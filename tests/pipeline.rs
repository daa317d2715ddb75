//! End-to-end distillation against a scripted in-memory backend.

use futures::future::BoxFuture;
use futures::{FutureExt, StreamExt};
use std::collections::HashMap;
use std::path::Path;
use std::sync::atomic::{AtomicUsize, Ordering};
use std::sync::Arc;
use tempfile::{tempdir, TempDir};
use tracedistill::client::{CompletionBackend, CompletionRequest, DecodingParams, TextStream};
use tracedistill::{
    filter_dataset, CheckpointManager, DistillError, DistillPipeline, FilteredReason, JsonlCorpus,
    ReasoningTrace, Result, StreamStatus, TraceRequester, TraceValidator, WorkerPool,
};

/// What the backend does for one prompt.
#[derive(Clone)]
enum Script {
    /// Send these fragments, then end normally
    Reply(Vec<&'static str>),
    /// Send these fragments, then drop the connection
    Drop(Vec<&'static str>),
}

struct ScriptedBackend {
    scripts: HashMap<String, Script>,
    calls: AtomicUsize,
}

impl ScriptedBackend {
    fn new(scripts: &[(&str, Script)]) -> Arc<Self> {
        Arc::new(Self {
            scripts: scripts
                .iter()
                .map(|(p, s)| (p.to_string(), s.clone()))
                .collect(),
            calls: AtomicUsize::new(0),
        })
    }
}

impl CompletionBackend for ScriptedBackend {
    fn submit<'a>(&'a self, request: &'a CompletionRequest) -> BoxFuture<'a, Result<TextStream>> {
        self.calls.fetch_add(1, Ordering::SeqCst);
        let script = self
            .scripts
            .get(&request.messages[0].content)
            .cloned()
            .unwrap_or(Script::Reply(vec![]));

        async move {
            let items: Vec<Result<String>> = match script {
                Script::Reply(parts) => parts.into_iter().map(|p| Ok(p.to_string())).collect(),
                Script::Drop(parts) => parts
                    .into_iter()
                    .map(|p| Ok(p.to_string()))
                    .chain(std::iter::once(Err(DistillError::StreamTransport(
                        "connection reset".to_string(),
                    ))))
                    .collect(),
            };
            Ok(futures::stream::iter(items).boxed())
        }
        .boxed()
    }

    fn name(&self) -> &str {
        "scripted"
    }
}

fn pipeline(backend: Arc<ScriptedBackend>, samples: usize) -> DistillPipeline {
    let requester =
        TraceRequester::new(backend, "test-model", DecodingParams::default(), "{problem}").unwrap();
    DistillPipeline::new(
        WorkerPool::new(Arc::new(requester), 3),
        TraceValidator::default(),
        samples,
    )
    .with_progress(false)
}

fn corpus(rows: &str) -> TempDir {
    let dir = tempdir().unwrap();
    std::fs::create_dir_all(dir.path().join("math")).unwrap();
    std::fs::write(dir.path().join("math").join("test.jsonl"), rows).unwrap();
    dir
}

fn read_rows(path: &Path) -> Vec<ReasoningTrace> {
    std::fs::read_to_string(path)
        .unwrap()
        .lines()
        .map(|l| serde_json::from_str(l).unwrap())
        .collect()
}

const ROWS: &str = r#"{"problem": "What is 2+2?", "answer": "4", "source": "arith"}
{"problem": "Halve one.", "answer": "\\frac{1}{2}"}
{"problem": "No tags.", "answer": "4"}
{"problem": "Cut off.", "answer": "4"}
{"problem": "Unknown answer.", "id": 17}
"#;

fn scripts() -> Arc<ScriptedBackend> {
    ScriptedBackend::new(&[
        (
            "What is 2+2?",
            Script::Reply(vec!["<think>", "2 plus 2", "</think>", "The answer is \\boxed{4}."]),
        ),
        (
            "Halve one.",
            Script::Reply(vec!["<think>half</think>\\boxed{0.5}"]),
        ),
        ("No tags.", Script::Reply(vec!["Just \\boxed{4}"])),
        ("Cut off.", Script::Drop(vec!["<think>foo"])),
        (
            "Unknown answer.",
            Script::Reply(vec!["<think>hm</think>\\boxed{3}"]),
        ),
    ])
}

#[tokio::test]
async fn distill_writes_every_trace_with_its_reason() {
    let data = corpus(ROWS);
    let out = tempdir().unwrap();
    let output = out.path().join("traces.jsonl");
    let backend = scripts();

    let stats = pipeline(backend.clone(), 1)
        .distill(&JsonlCorpus::new(data.path()), "math", "test", &output, None)
        .await
        .unwrap();

    let rows = read_rows(&output);
    assert_eq!(rows.len(), 5);
    assert_eq!(backend.calls.load(Ordering::SeqCst), 5);

    let reasons: Vec<FilteredReason> = rows.iter().map(|r| r.filtered_reason).collect();
    assert_eq!(
        reasons,
        vec![
            FilteredReason::Valid,
            FilteredReason::Valid,
            FilteredReason::InvalidFormat,
            FilteredReason::InvalidFormat,
            FilteredReason::IncorrectAnswer,
        ]
    );
    assert!(rows.iter().all(ReasoningTrace::is_consistent));

    // Fragments are concatenated in arrival order
    assert_eq!(
        rows[0].reasoning_trace,
        "<think>2 plus 2</think>The answer is \\boxed{4}."
    );
    assert_eq!(rows[0].extracted_answer.as_deref(), Some("4"));
    assert_eq!(rows[0].record.extra["source"], "arith");

    // The partial trace is kept, marked truncated
    assert_eq!(rows[3].reasoning_trace, "<think>foo");
    assert_eq!(rows[3].stream_status, StreamStatus::Truncated);
    assert!(rows[3].stream_error.as_deref().unwrap().contains("connection reset"));

    // Missing ground truth is kept as an empty answer, never VALID
    assert_eq!(rows[4].record.answer, "");
    assert_eq!(rows[4].record.extra["source_id"], 17);

    assert_eq!(stats.total_records, 5);
    assert_eq!(stats.total_traces, 5);
    assert_eq!(stats.valid, 2);
    assert_eq!(stats.invalid_format, 2);
    assert_eq!(stats.incorrect_answer, 1);
    assert_eq!(stats.truncated, 1);
    assert!((stats.acceptance_rate - 0.4).abs() < 1e-9);
}

#[tokio::test]
async fn filter_step_yields_final_dataset() {
    let data = corpus(ROWS);
    let out = tempdir().unwrap();
    let output = out.path().join("traces.jsonl");
    let final_path = out.path().join("final.jsonl");

    pipeline(scripts(), 1)
        .distill(&JsonlCorpus::new(data.path()), "math", "test", &output, None)
        .await
        .unwrap();
    let stats = filter_dataset(&output, &final_path).unwrap();

    assert_eq!(stats.total, 5);
    assert_eq!(stats.kept, 2);
    let kept = read_rows(&final_path);
    assert!(kept.iter().all(|r| !r.filtered && r.filtered_reason == FilteredReason::Valid));
    assert_eq!(kept[0].record.problem, "What is 2+2?");
    assert_eq!(kept[1].record.problem, "Halve one.");
}

#[tokio::test]
async fn samples_multiply_rows_per_record() {
    let data = corpus(ROWS);
    let out = tempdir().unwrap();
    let output = out.path().join("traces.jsonl");

    let stats = pipeline(scripts(), 3)
        .distill(&JsonlCorpus::new(data.path()).with_limit(Some(2)), "math", "test", &output, None)
        .await
        .unwrap();

    let rows = read_rows(&output);
    let pairs: Vec<(usize, usize)> = rows.iter().map(|r| (r.record_index, r.sample_index)).collect();
    assert_eq!(pairs, vec![(0, 0), (0, 1), (0, 2), (1, 0), (1, 1), (1, 2)]);
    assert_eq!(stats.total_traces, 6);
    assert_eq!(stats.valid, 6);
}

#[tokio::test]
async fn checkpoint_resume_skips_finished_records() {
    let data = corpus(ROWS);
    let out = tempdir().unwrap();
    let output = out.path().join("traces.jsonl");
    let checkpoints = out.path().join("checkpoints");
    let source = JsonlCorpus::new(data.path());

    let first = scripts();
    let checkpoint = CheckpointManager::for_output(&checkpoints, &output).unwrap();
    let stats = pipeline(first.clone(), 1)
        .distill(&source, "math", "test", &output, Some(checkpoint))
        .await
        .unwrap();
    assert_eq!(first.calls.load(Ordering::SeqCst), 5);
    assert_eq!(stats.valid, 2);

    let second = scripts();
    let checkpoint = CheckpointManager::for_output(&checkpoints, &output).unwrap();
    assert!(checkpoint.exists());
    let resumed = pipeline(second.clone(), 1)
        .distill(&source, "math", "test", &output, Some(checkpoint))
        .await
        .unwrap();

    assert_eq!(second.calls.load(Ordering::SeqCst), 0);
    assert_eq!(read_rows(&output).len(), 5);
    assert_eq!(resumed.total_traces, 5);
    assert_eq!(resumed.valid, 2);
    assert_eq!(resumed.truncated, 1);
}

#[tokio::test]
async fn checkpoint_for_other_run_is_rejected() {
    let data = corpus(ROWS);
    let out = tempdir().unwrap();
    let output = out.path().join("traces.jsonl");
    let checkpoints = out.path().join("checkpoints");
    let source = JsonlCorpus::new(data.path());

    let checkpoint = CheckpointManager::for_output(&checkpoints, &output).unwrap();
    pipeline(scripts(), 1)
        .distill(&source, "math", "test", &output, Some(checkpoint))
        .await
        .unwrap();

    let checkpoint = CheckpointManager::for_output(&checkpoints, &output).unwrap();
    let err = pipeline(scripts(), 2)
        .distill(&source, "math", "test", &output, Some(checkpoint))
        .await
        .unwrap_err();
    assert!(matches!(err, DistillError::InvalidInput(_)));
}

#[tokio::test]
async fn missing_split_is_fatal() {
    let data = corpus(ROWS);
    let out = tempdir().unwrap();

    let err = pipeline(scripts(), 1)
        .distill(
            &JsonlCorpus::new(data.path()),
            "math",
            "train",
            &out.path().join("traces.jsonl"),
            None,
        )
        .await
        .unwrap_err();
    assert!(matches!(err, DistillError::DataUnavailable { .. }));
}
========
Exercise prompt: The required output is every line above that contains the string "static".

Answer space:
    Reply(Vec<&'static str>),
    Drop(Vec<&'static str>),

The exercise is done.